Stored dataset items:
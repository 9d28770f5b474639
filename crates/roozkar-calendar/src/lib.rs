//! # roozkar-calendar
//!
//! Jalali (Persian) calendar conversion and formatting.
//!
//! Converts Gregorian dates to the Jalali calendar using the standard
//! jalaali arithmetic (33-year break cycle), and provides the Persian
//! month/weekday name tables plus the formatting used on the wire.

#![deny(unsafe_code)]

use chrono::{Datelike, NaiveDate, Weekday};
use serde::{Deserialize, Serialize};

/// Persian month names, Farvardin (1) through Esfand (12).
pub const MONTH_NAMES: [&str; 12] = [
    "فروردین",
    "اردیبهشت",
    "خرداد",
    "تیر",
    "مرداد",
    "شهریور",
    "مهر",
    "آبان",
    "آذر",
    "دی",
    "بهمن",
    "اسفند",
];

/// Persian weekday names, Saturday (start of the Persian week) through Friday.
pub const WEEKDAY_NAMES: [&str; 7] = [
    "شنبه",
    "یکشنبه",
    "دوشنبه",
    "سه‌شنبه",
    "چهارشنبه",
    "پنج‌شنبه",
    "جمعه",
];

/// A date in the Jalali (Persian) calendar.
#[derive(Clone, Copy, Debug, PartialEq, Eq, Serialize, Deserialize)]
pub struct JalaliDate {
    /// Jalali year.
    pub year: i32,
    /// Month, 1 (Farvardin) through 12 (Esfand).
    pub month: u32,
    /// Day of month, 1-based.
    pub day: u32,
}

impl JalaliDate {
    /// Convert a Gregorian calendar date to its Jalali equivalent.
    ///
    /// Valid for Jalali years -61 through 3177 (Gregorian 560–3798);
    /// every date this service handles is comfortably inside that range.
    #[must_use]
    pub fn from_gregorian(date: NaiveDate) -> Self {
        let (jy, jm, jd) = d2j(g2d(date.year(), date.month() as i32, date.day() as i32));
        Self {
            year: jy,
            month: jm as u32,
            day: jd as u32,
        }
    }

    /// Persian name of this date's month.
    #[must_use]
    pub fn month_name(&self) -> &'static str {
        MONTH_NAMES[(self.month.saturating_sub(1) as usize).min(11)]
    }

    /// `YYYY/MM/DD` with zero-padded month and day, e.g. `1405/05/15`.
    #[must_use]
    pub fn format_slash(&self) -> String {
        format!("{:04}/{:02}/{:02}", self.year, self.month, self.day)
    }

    /// Long form: `{weekday}، {DD} {month name} {YYYY}`.
    #[must_use]
    pub fn format_long(&self, weekday: Weekday) -> String {
        format!(
            "{}، {:02} {} {}",
            weekday_name(weekday),
            self.day,
            self.month_name(),
            self.year
        )
    }
}

/// Persian name for a weekday.
#[must_use]
pub fn weekday_name(weekday: Weekday) -> &'static str {
    let index = match weekday {
        Weekday::Sat => 0,
        Weekday::Sun => 1,
        Weekday::Mon => 2,
        Weekday::Tue => 3,
        Weekday::Wed => 4,
        Weekday::Thu => 5,
        Weekday::Fri => 6,
    };
    WEEKDAY_NAMES[index]
}

/// Replace ASCII digits with Persian (Extended Arabic-Indic) digits.
///
/// Presentation helper for clock times and counters; the wire format
/// itself stays ASCII.
#[must_use]
pub fn to_persian_digits(s: &str) -> String {
    const DIGITS: [char; 10] = ['۰', '۱', '۲', '۳', '۴', '۵', '۶', '۷', '۸', '۹'];
    s.chars()
        .map(|c| match c.to_digit(10) {
            Some(d) => DIGITS[d as usize],
            None => c,
        })
        .collect()
}

// ─────────────────────────────────────────────────────────────────────────────
// Jalaali arithmetic
// ─────────────────────────────────────────────────────────────────────────────

/// Jalali years in which the length of the leap cycle changes.
const BREAKS: [i32; 20] = [
    -61, 9, 38, 199, 426, 686, 756, 818, 1111, 1181, 1210, 1635, 2060, 2097, 2192, 2262, 2324,
    2394, 2456, 3178,
];

/// Leap-year data for a Jalali year: (leap offset, Gregorian year,
/// March day of Farvardin 1).
fn jal_cal(jy: i32) -> (i32, i32, i32) {
    let gy = jy + 621;
    let mut leap_j = -14;
    let mut jp = BREAKS[0];
    let mut jump = 0;

    for &jm in &BREAKS[1..] {
        jump = jm - jp;
        if jy < jm {
            break;
        }
        leap_j += (jump / 33) * 8 + (jump % 33) / 4;
        jp = jm;
    }

    let mut n = jy - jp;
    leap_j += (n / 33) * 8 + ((n % 33) + 3) / 4;
    if jump % 33 == 4 && jump - n == 4 {
        leap_j += 1;
    }

    let leap_g = gy / 4 - ((gy / 100 + 1) * 3) / 4 - 150;
    let march = 20 + leap_j - leap_g;

    if jump - n < 6 {
        n = n - jump + ((jump + 4) / 33) * 33;
    }
    let mut leap = ((n + 1) % 33 - 1) % 4;
    if leap == -1 {
        leap = 4;
    }

    (leap, gy, march)
}

/// Gregorian calendar date to Julian day number.
fn g2d(gy: i32, gm: i32, gd: i32) -> i32 {
    let d = ((gy + (gm - 8) / 6 + 100_100) * 1461) / 4 + (153 * ((gm + 9) % 12) + 2) / 5 + gd
        - 34_840_408;
    d - ((gy + 100_100 + (gm - 8) / 6) / 100 * 3) / 4 + 752
}

/// Julian day number to Gregorian year.
fn d2g_year(jdn: i32) -> i32 {
    let mut j = 4 * jdn + 139_361_631;
    j += ((4 * jdn + 183_187_720) / 146_097) * 3 / 4 * 4 - 3908;
    let i = (j % 1461) / 4 * 5 + 308;
    let gm = (i / 153) % 12 + 1;
    j / 1461 - 100_100 + (8 - gm) / 6
}

/// Julian day number to Jalali (year, month, day).
fn d2j(jdn: i32) -> (i32, i32, i32) {
    let gy = d2g_year(jdn);
    let mut jy = gy - 621;
    let (leap, _, march) = jal_cal(jy);
    let jdn1f = g2d(gy, 3, march);

    let mut k = jdn - jdn1f;
    if k >= 0 {
        if k <= 185 {
            return (jy, 1 + k / 31, k % 31 + 1);
        }
        k -= 186;
    } else {
        jy -= 1;
        k += 179;
        if leap == 1 {
            k += 1;
        }
    }
    (jy, 7 + k / 30, k % 30 + 1)
}

// ─────────────────────────────────────────────────────────────────────────────
// Tests
// ─────────────────────────────────────────────────────────────────────────────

PROBLEM DETAILS:
A verbatim copy of every entry is needed.

SOLVED EXERCISE:
repository 9d28770f5b474639
filename crates/roozkar-calendar/src/lib.rs
//! # roozkar-calendar
//!
//! Jalali (Persian) calendar conversion and formatting.
//!
//! Converts Gregorian dates to the Jalali calendar using the standard
//! jalaali arithmetic (33-year break cycle), and provides the Persian
//! month/weekday name tables plus the formatting used on the wire.

#![deny(unsafe_code)]

use chrono::{Datelike, NaiveDate, Weekday};
use serde::{Deserialize, Serialize};

/// Persian month names, Farvardin (1) through Esfand (12).
pub const MONTH_NAMES: [&str; 12] = [
    "فروردین",
    "اردیبهشت",
    "خرداد",
    "تیر",
    "مرداد",
    "شهریور",
    "مهر",
    "آبان",
    "آذر",
    "دی",
    "بهمن",
    "اسفند",
];

/// Persian weekday names, Saturday (start of the Persian week) through Friday.
pub const WEEKDAY_NAMES: [&str; 7] = [
    "شنبه",
    "یکشنبه",
    "دوشنبه",
    "سه‌شنبه",
    "چهارشنبه",
    "پنج‌شنبه",
    "جمعه",
];

/// A date in the Jalali (Persian) calendar.
#[derive(Clone, Copy, Debug, PartialEq, Eq, Serialize, Deserialize)]
pub struct JalaliDate {
    /// Jalali year.
    pub year: i32,
    /// Month, 1 (Farvardin) through 12 (Esfand).
    pub month: u32,
    /// Day of month, 1-based.
    pub day: u32,
}

impl JalaliDate {
    /// Convert a Gregorian calendar date to its Jalali equivalent.
    ///
    /// Valid for Jalali years -61 through 3177 (Gregorian 560–3798);
    /// every date this service handles is comfortably inside that range.
    #[must_use]
    pub fn from_gregorian(date: NaiveDate) -> Self {
        let (jy, jm, jd) = d2j(g2d(date.year(), date.month() as i32, date.day() as i32));
        Self {
            year: jy,
            month: jm as u32,
            day: jd as u32,
        }
    }

    /// Persian name of this date's month.
    #[must_use]
    pub fn month_name(&self) -> &'static str {
        MONTH_NAMES[(self.month.saturating_sub(1) as usize).min(11)]
    }

    /// `YYYY/MM/DD` with zero-padded month and day, e.g. `1405/05/15`.
    #[must_use]
    pub fn format_slash(&self) -> String {
        format!("{:04}/{:02}/{:02}", self.year, self.month, self.day)
    }

    /// Long form: `{weekday}، {DD} {month name} {YYYY}`.
    #[must_use]
    pub fn format_long(&self, weekday: Weekday) -> String {
        format!(
            "{}، {:02} {} {}",
            weekday_name(weekday),
            self.day,
            self.month_name(),
            self.year
        )
    }
}

/// Persian name for a weekday.
#[must_use]
pub fn weekday_name(weekday: Weekday) -> &'static str {
    let index = match weekday {
        Weekday::Sat => 0,
        Weekday::Sun => 1,
        Weekday::Mon => 2,
        Weekday::Tue => 3,
        Weekday::Wed => 4,
        Weekday::Thu => 5,
        Weekday::Fri => 6,
    };
    WEEKDAY_NAMES[index]
}

/// Replace ASCII digits with Persian (Extended Arabic-Indic) digits.
///
/// Presentation helper for clock times and counters; the wire format
/// itself stays ASCII.
#[must_use]
pub fn to_persian_digits(s: &str) -> String {
    const DIGITS: [char; 10] = ['۰', '۱', '۲', '۳', '۴', '۵', '۶', '۷', '۸', '۹'];
    s.chars()
        .map(|c| match c.to_digit(10) {
            Some(d) => DIGITS[d as usize],
            None => c,
        })
        .collect()
}

// ─────────────────────────────────────────────────────────────────────────────
// Jalaali arithmetic
// ─────────────────────────────────────────────────────────────────────────────

/// Jalali years in which the length of the leap cycle changes.
const BREAKS: [i32; 20] = [
    -61, 9, 38, 199, 426, 686, 756, 818, 1111, 1181, 1210, 1635, 2060, 2097, 2192, 2262, 2324,
    2394, 2456, 3178,
];

/// Leap-year data for a Jalali year: (leap offset, Gregorian year,
/// March day of Farvardin 1).
fn jal_cal(jy: i32) -> (i32, i32, i32) {
    let gy = jy + 621;
    let mut leap_j = -14;
    let mut jp = BREAKS[0];
    let mut jump = 0;

    for &jm in &BREAKS[1..] {
        jump = jm - jp;
        if jy < jm {
            break;
        }
        leap_j += (jump / 33) * 8 + (jump % 33) / 4;
        jp = jm;
    }

    let mut n = jy - jp;
    leap_j += (n / 33) * 8 + ((n % 33) + 3) / 4;
    if jump % 33 == 4 && jump - n == 4 {
        leap_j += 1;
    }

    let leap_g = gy / 4 - ((gy / 100 + 1) * 3) / 4 - 150;
    let march = 20 + leap_j - leap_g;

    if jump - n < 6 {
        n = n - jump + ((jump + 4) / 33) * 33;
    }
    let mut leap = ((n + 1) % 33 - 1) % 4;
    if leap == -1 {
        leap = 4;
    }

    (leap, gy, march)
}

/// Gregorian calendar date to Julian day number.
fn g2d(gy: i32, gm: i32, gd: i32) -> i32 {
    let d = ((gy + (gm - 8) / 6 + 100_100) * 1461) / 4 + (153 * ((gm + 9) % 12) + 2) / 5 + gd
        - 34_840_408;
    d - ((gy + 100_100 + (gm - 8) / 6) / 100 * 3) / 4 + 752
}

/// Julian day number to Gregorian year.
fn d2g_year(jdn: i32) -> i32 {
    let mut j = 4 * jdn + 139_361_631;
    j += ((4 * jdn + 183_187_720) / 146_097) * 3 / 4 * 4 - 3908;
    let i = (j % 1461) / 4 * 5 + 308;
    let gm = (i / 153) % 12 + 1;
    j / 1461 - 100_100 + (8 - gm) / 6
}

/// Julian day number to Jalali (year, month, day).
fn d2j(jdn: i32) -> (i32, i32, i32) {
    let gy = d2g_year(jdn);
    let mut jy = gy - 621;
    let (leap, _, march) = jal_cal(jy);
    let jdn1f = g2d(gy, 3, march);

    let mut k = jdn - jdn1f;
    if k >= 0 {
        if k <= 185 {
            return (jy, 1 + k / 31, k % 31 + 1);
        }
        k -= 186;
    } else {
        jy -= 1;
        k += 179;
        if leap == 1 {
            k += 1;
        }
    }
    (jy, 7 + k / 30, k % 30 + 1)
}

// ─────────────────────────────────────────────────────────────────────────────
// Tests
// ─────────────────────────────────────────────────────────────────────────────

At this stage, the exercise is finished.